Before I answer, may I observe that it would be really cool if there were a mamster-signal like the bat-signal?  Thank you.  Also, the other night I was telling a friend about the time my dad and I shared a whole deep-fried skate at a Malaysian restaurant, and I heard myself saying, "It was like being served Batman."  Now I need to work this into a review somehow.

Okay, now to the question.  Yes, there is regional Thai food.  I can and will offer some generalizations, but I'll also add that I've never been to a Thai restaurant in the U.S. that was anything but central Thai.  Even those run by northeastern Thais (from the region called Isaan) tend to concentrate on central dishes because that's what Americans are familiar with:  coconut-based curries, phad thai, and so on.  The vaunted Lotus of Siam is, incidentally, a northern Thai restaurant.

Basically the four regions of Thai cooking break down into northeastern, northern, central, and southern.  I've never been to southern Thailand and don't know much about the food, although I'd definitely like to at some point, since I hear they eat a lot of spicy fish.
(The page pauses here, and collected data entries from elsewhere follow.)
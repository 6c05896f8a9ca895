use std::collections::HashMap;
use std::sync::Arc;
use anyhow::Result;
use async_trait::async_trait;
use rust_decimal::Decimal;
use crate::domains::wallet::models::Currency;
use crate::shared::clients::{BitcoinClient, TronClient};

/// 생성된 주소 / 개인키 쌍
#[derive(Debug, Clone, PartialEq, Eq)]
pub struct KeyPair {
    pub address: String,
    /// 불투명한 비밀값 (DTO로 노출 금지)
    pub private_key: String,
}

/// 체인 전송 결과
#[derive(Debug, Clone, PartialEq, Eq)]
pub struct SendResult {
    pub tx_hash: String,
    pub fee: Decimal,
}

/// 통화별 체인 클라이언트 능력
/// Per-currency chain capability: key generation, balance query, send
#[async_trait]
pub trait ChainClient: Send + Sync {
    fn currency(&self) -> Currency;

    async fn generate_key_pair(&self) -> Result<KeyPair>;

    async fn get_balance(&self, address: &str) -> Result<Decimal>;

    async fn send_transaction(&self, private_key: &str, to_address: &str, amount: Decimal) -> Result<SendResult>;
}

/// Currency → ChainClient 조회 테이블
#[derive(Clone, Default)]
pub struct ChainClients {
    clients: HashMap<Currency, Arc<dyn ChainClient>>,
}

impl ChainClients {
    pub fn new() -> Self {
        Self::default()
    }

    /// 기본 플레이스홀더 구현 (BITCOIN, USDT_TRC20)
    pub fn placeholder() -> Self {
        Self::new()
            .with_client(Arc::new(BitcoinClient::new()))
            .with_client(Arc::new(TronClient::new()))
    }

    /// 같은 통화의 기존 클라이언트는 교체됨
    pub fn with_client(mut self, client: Arc<dyn ChainClient>) -> Self {
        self.clients.insert(client.currency(), client);
        self
    }

    pub fn get(&self, currency: Currency) -> Option<Arc<dyn ChainClient>> {
        self.clients.get(&currency).cloned()
    }

    pub fn supports(&self, currency: Currency) -> bool {
        self.clients.contains_key(&currency)
    }
}

// 16진수 문자열 (소문자)
pub(crate) fn to_hex(bytes: &[u8]) -> String {
    bytes.iter().map(|b| format!("{:02x}", b)).collect()
}

#[cfg(test)]
mod tests {
    use super::*;

    #[test]
    fn placeholder_registry_covers_every_currency() {
        let clients = ChainClients::placeholder();
        for currency in Currency::ALL {
            let client = clients.get(currency).unwrap();
            assert_eq!(client.currency(), currency);
        }
        assert!(!ChainClients::new().supports(Currency::Bitcoin));
    }

    #[test]
    fn hex_is_lowercase_and_padded() {
        assert_eq!(to_hex(&[0x00, 0x0f, 0xab]), "000fab");
    }
}
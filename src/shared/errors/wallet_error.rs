use thiserror::Error;
use axum::{http::StatusCode, Json};
use serde_json::json;

/// 지갑 관련 에러
/// Wallet-related errors
#[derive(Error, Debug)]
pub enum WalletError {
    /// "Wallet", "User"
    #[error("{entity} not found")]
    NotFound { entity: &'static str },

    /// 체인 클라이언트가 등록되지 않은 통화
    #[error("Unsupported currency: {currency}")]
    UnsupportedCurrency { currency: String },

    /// 체인 클라이언트 호출 실패 (키 생성, 잔액 조회)
    #[error("Chain client error: {0}")]
    ChainClient(String),

    #[error("{0}")]
    Validation(String),

    /// 데이터베이스 에러
    /// Database error
    #[error("Database error: {0}")]
    DatabaseError(String),

    #[error("Internal server error: {0}")]
    Internal(String),
}

/// WalletError를 HTTP 응답으로 변환
impl From<WalletError> for (StatusCode, Json<serde_json::Value>) {
    fn from(err: WalletError) -> Self {
        let status = match &err {
            WalletError::NotFound { .. } => StatusCode::NOT_FOUND,
            WalletError::UnsupportedCurrency { .. } | WalletError::Validation(_) => {
                StatusCode::BAD_REQUEST
            }
            WalletError::ChainClient(_) => StatusCode::BAD_GATEWAY,
            WalletError::DatabaseError(_) | WalletError::Internal(_) => {
                StatusCode::INTERNAL_SERVER_ERROR
            }
        };

        (status, Json(json!({ "error": err.to_string() })))
    }
}
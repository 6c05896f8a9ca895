// Ledger (transaction recording) domain module
pub mod handlers;
pub mod services;
pub mod models;
pub mod routes;

pub use services::*;
pub use models::*;
pub use routes::*;
// Wallet repositories
pub mod wallet_repository;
Isaan food is very popular in Bangkok, kind of the way some version of Tex-Mex is popular throughout the US, so you do tend to find some northeastern dishes on Thai-American menus.  The most common of these are:

  • Larb.  Chopped meat salad, usually chicken or beef here but an enormous variety in its native Isaan including things like raw or cooked fish, duck with duck blood, and raw water buffalo.
  • Sticky rice (khao niaw).  Served in those cool bamboo baskets.  This is the staple rice of northeast and northern Thailand, eaten instead of jasmine rice.  Eating with your right hand is totally acceptable.
  • Som tam.  Green papaya salad, usually with peanuts, chiles, dried shrimp, and often (always, in Thailand) with a side of raw vegetables such as cabbage and yard-long beans.
  • Gai yang.  Grilled chicken.  Unless you've found a version of this you like, I'd recommend avoiding it at Thai-American restaurants;  it's a completely different and inferior dish here.  In Thailand the chicken is marinated in a lemongrass-rich brine and usually butterflied before grilling.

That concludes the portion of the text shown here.